Saved entries:
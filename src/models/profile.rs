//! Profile model
//!
//! One profile row per user, created empty at sign-up and filled in through
//! the profile editor. The profile also carries the coarse geolocation shown
//! on the community map.

use chrono::{DateTime, Utc};
use serde::{Deserialize, Serialize};
use std::fmt;
use std::str::FromStr;

/// Profile entity, one-to-one with a user.
#[derive(Debug, Clone, Serialize, Deserialize)]
pub struct Profile {
    pub user_id: i64,
    pub name: String,
    pub university: String,
    pub field_of_study: String,
    pub bio: String,
    pub image_url: Option<String>,
    pub location: Option<Location>,
    pub created_at: DateTime<Utc>,
    pub updated_at: DateTime<Utc>,
}

impl Profile {
    /// Create an empty profile for a freshly registered user
    pub fn empty(user_id: i64) -> Self {
        let now = Utc::now();
        Self {
            user_id,
            name: String::new(),
            university: String::new(),
            field_of_study: String::new(),
            bio: String::new(),
            image_url: None,
            location: None,
            created_at: now,
            updated_at: now,
        }
    }
}

/// A place, either as coordinates or as freeform text.
///
/// Listings and profiles historically stored either shape in the same
/// column; the tagged union makes the two cases explicit. The storage form
/// is a single string: `"lat,lng"` for coordinates, anything else is text.
#[derive(Debug, Clone, PartialEq, Serialize, Deserialize)]
#[serde(untagged)]
pub enum Location {
    /// Geographic coordinates
    Coordinates { lat: f64, lng: f64 },
    /// Freeform text such as "Berlin, Germany"
    Text(String),
}

impl Location {
    /// Full-precision storage form: `"lat,lng"` or the raw text
    pub fn to_storage(&self) -> String {
        match self {
            Location::Coordinates { lat, lng } => format!("{},{}", lat, lng),
            Location::Text(text) => text.clone(),
        }
    }

    /// The freeform text, if this is a text location
    pub fn as_text(&self) -> Option<&str> {
        match self {
            Location::Text(text) => Some(text),
            Location::Coordinates { .. } => None,
        }
    }
}

impl fmt::Display for Location {
    /// Human-readable form; coordinates render with two decimals
    fn fmt(&self, f: &mut fmt::Formatter<'_>) -> fmt::Result {
        match self {
            Location::Coordinates { lat, lng } => write!(f, "{:.2}, {:.2}", lat, lng),
            Location::Text(text) => write!(f, "{}", text),
        }
    }
}

impl FromStr for Location {
    type Err = std::convert::Infallible;

    /// Parse the storage form. Two comma-separated numbers become
    /// coordinates; anything else is freeform text.
    fn from_str(s: &str) -> Result<Self, Self::Err> {
        if let Some((lat, lng)) = s.split_once(',') {
            if let (Ok(lat), Ok(lng)) = (lat.trim().parse::<f64>(), lng.trim().parse::<f64>()) {
                return Ok(Location::Coordinates { lat, lng });
            }
        }
        Ok(Location::Text(s.to_string()))
    }
}

/// Input for updating a profile
#[derive(Debug, Clone, Default, Deserialize)]
pub struct UpdateProfileInput {
    pub name: Option<String>,
    pub university: Option<String>,
    pub field_of_study: Option<String>,
    pub bio: Option<String>,
    /// Client-reported coordinates; absent when geolocation was unavailable
    pub location: Option<Location>,
}

#[cfg(test)]
mod tests {
    use super::*;

    #[test]
    fn test_location_coordinates_round_trip() {
        let loc = Location::Coordinates { lat: 52.52, lng: 13.405 };
        let stored = loc.to_storage();
        assert_eq!(stored, "52.52,13.405");
        assert_eq!(Location::from_str(&stored).unwrap(), loc);
    }

    #[test]
    fn test_location_text_round_trip() {
        let loc = Location::Text("Berlin, Germany".to_string());
        let stored = loc.to_storage();
        assert_eq!(Location::from_str(&stored).unwrap(), loc);
    }

    #[test]
    fn test_location_parse_with_spaces() {
        let loc = Location::from_str("52.52, 13.405").unwrap();
        assert_eq!(loc, Location::Coordinates { lat: 52.52, lng: 13.405 });
    }

    #[test]
    fn test_location_display_two_decimals() {
        let loc = Location::Coordinates { lat: 52.520008, lng: 13.404954 };
        assert_eq!(loc.to_string(), "52.52, 13.40");
    }

    #[test]
    fn test_location_text_display() {
        let loc = Location::Text("Stanford, CA".to_string());
        assert_eq!(loc.to_string(), "Stanford, CA");
    }

    #[test]
    fn test_location_json_shapes() {
        let coords: Location = serde_json::from_str(r#"{"lat": 1.5, "lng": -2.0}"#).unwrap();
        assert_eq!(coords, Location::Coordinates { lat: 1.5, lng: -2.0 });

        let text: Location = serde_json::from_str(r#""Oxford, UK""#).unwrap();
        assert_eq!(text, Location::Text("Oxford, UK".to_string()));
    }

    #[test]
    fn test_empty_profile() {
        let profile = Profile::empty(42);
        assert_eq!(profile.user_id, 42);
        assert!(profile.name.is_empty());
        assert!(profile.location.is_none());
        assert!(profile.image_url.is_none());
    }
}
//! Authentication API endpoints
//!
//! Handles HTTP requests for account and session management:
//! - POST /api/v1/auth/register - Sign up
//! - POST /api/v1/auth/login - Sign in
//! - POST /api/v1/auth/logout - Sign out
//! - GET /api/v1/auth/me - Current user

use axum::{
    extract::State,
    http::{header, HeaderMap, HeaderValue, StatusCode},
    response::IntoResponse,
    routing::{get, post},
    Json, Router,
};
use serde::{Deserialize, Serialize};

use crate::api::middleware::{ApiError, AppState, AuthenticatedUser};
use crate::models::UserRole;
use crate::services::{SignInInput, SignUpInput};

/// Session cookie lifetime in seconds (7 days, matching session expiry)
const COOKIE_MAX_AGE: u64 = 7 * 24 * 60 * 60;

/// Request body for sign-up
#[derive(Debug, Deserialize)]
pub struct RegisterRequest {
    pub email: String,
    pub password: String,
    #[serde(default)]
    pub role: UserRole,
}

/// Request body for sign-in
#[derive(Debug, Deserialize)]
pub struct LoginRequest {
    pub email: String,
    pub password: String,
}

/// Response for successful authentication
#[derive(Debug, Serialize)]
pub struct AuthResponse {
    pub user: UserResponse,
    pub token: String,
}

/// Response for user info
#[derive(Debug, Serialize)]
pub struct UserResponse {
    pub id: i64,
    pub email: String,
    pub role: String,
    pub created_at: String,
}

impl From<crate::models::User> for UserResponse {
    fn from(user: crate::models::User) -> Self {
        Self {
            id: user.id,
            email: user.email,
            role: user.role.to_string(),
            created_at: user.created_at.to_rfc3339(),
        }
    }
}

/// Build public auth routes (no auth required)
pub fn public_router() -> Router<AppState> {
    Router::new()
        .route("/register", post(register))
        .route("/login", post(login))
}

/// Build protected auth routes (requires auth middleware)
pub fn protected_router() -> Router<AppState> {
    Router::new()
        .route("/logout", post(logout))
        .route("/me", get(get_current_user))
}

/// POST /api/v1/auth/register - Sign up
///
/// Creates the account (and its empty profile row) and opens a session.
async fn register(
    State(state): State<AppState>,
    Json(body): Json<RegisterRequest>,
) -> Result<impl IntoResponse, ApiError> {
    let input = SignUpInput::new(body.email, body.password, body.role);

    let (user, session) = state.auth_service.sign_up(input).await?;

    let headers = session_cookie_headers(&session.id);

    Ok((
        StatusCode::CREATED,
        headers,
        Json(AuthResponse {
            user: user.into(),
            token: session.id,
        }),
    ))
}

/// POST /api/v1/auth/login - Sign in
async fn login(
    State(state): State<AppState>,
    Json(body): Json<LoginRequest>,
) -> Result<impl IntoResponse, ApiError> {
    let input = SignInInput::new(body.email, body.password);

    let (user, session) = state.auth_service.sign_in(input).await?;

    let headers = session_cookie_headers(&session.id);

    Ok((
        headers,
        Json(AuthResponse {
            user: user.into(),
            token: session.id,
        }),
    ))
}

/// POST /api/v1/auth/logout - Sign out
///
/// Requires authentication. Invalidates the session and clears the cookie;
/// any later protected-route access with the stale token gets 401.
async fn logout(
    State(state): State<AppState>,
    _user: AuthenticatedUser,
    headers: HeaderMap,
) -> Result<impl IntoResponse, ApiError> {
    let token = crate::api::middleware::extract_session_token(&headers)
        .ok_or_else(|| ApiError::unauthorized("Missing authentication token"))?;

    state.auth_service.sign_out(&token).await?;

    let clear_cookie = "session=; Path=/; HttpOnly; SameSite=Lax; Max-Age=0";
    let mut response_headers = HeaderMap::new();
    response_headers.insert(header::SET_COOKIE, HeaderValue::from_static(clear_cookie));

    Ok((StatusCode::NO_CONTENT, response_headers))
}

/// GET /api/v1/auth/me - Current user
///
/// Requires authentication.
async fn get_current_user(user: AuthenticatedUser) -> Json<UserResponse> {
    Json(user.0.into())
}

/// Session cookie (httpOnly, same-site) mirroring the session lifetime
fn session_cookie_headers(token: &str) -> HeaderMap {
    let cookie = format!(
        "session={}; Path=/; HttpOnly; SameSite=Lax; Max-Age={}",
        token, COOKIE_MAX_AGE
    );

    let mut headers = HeaderMap::new();
    if let Ok(value) = HeaderValue::from_str(&cookie) {
        headers.insert(header::SET_COOKIE, value);
    }
    headers
}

**WHAT IS REQUIRED**
Copy out each line of the data in which the word "UserResponse" appears.

**TASK SOLUTION**
    pub user: UserResponse,
pub struct UserResponse {
impl From<crate::models::User> for UserResponse {
async fn get_current_user(user: AuthenticatedUser) -> Json<UserResponse> {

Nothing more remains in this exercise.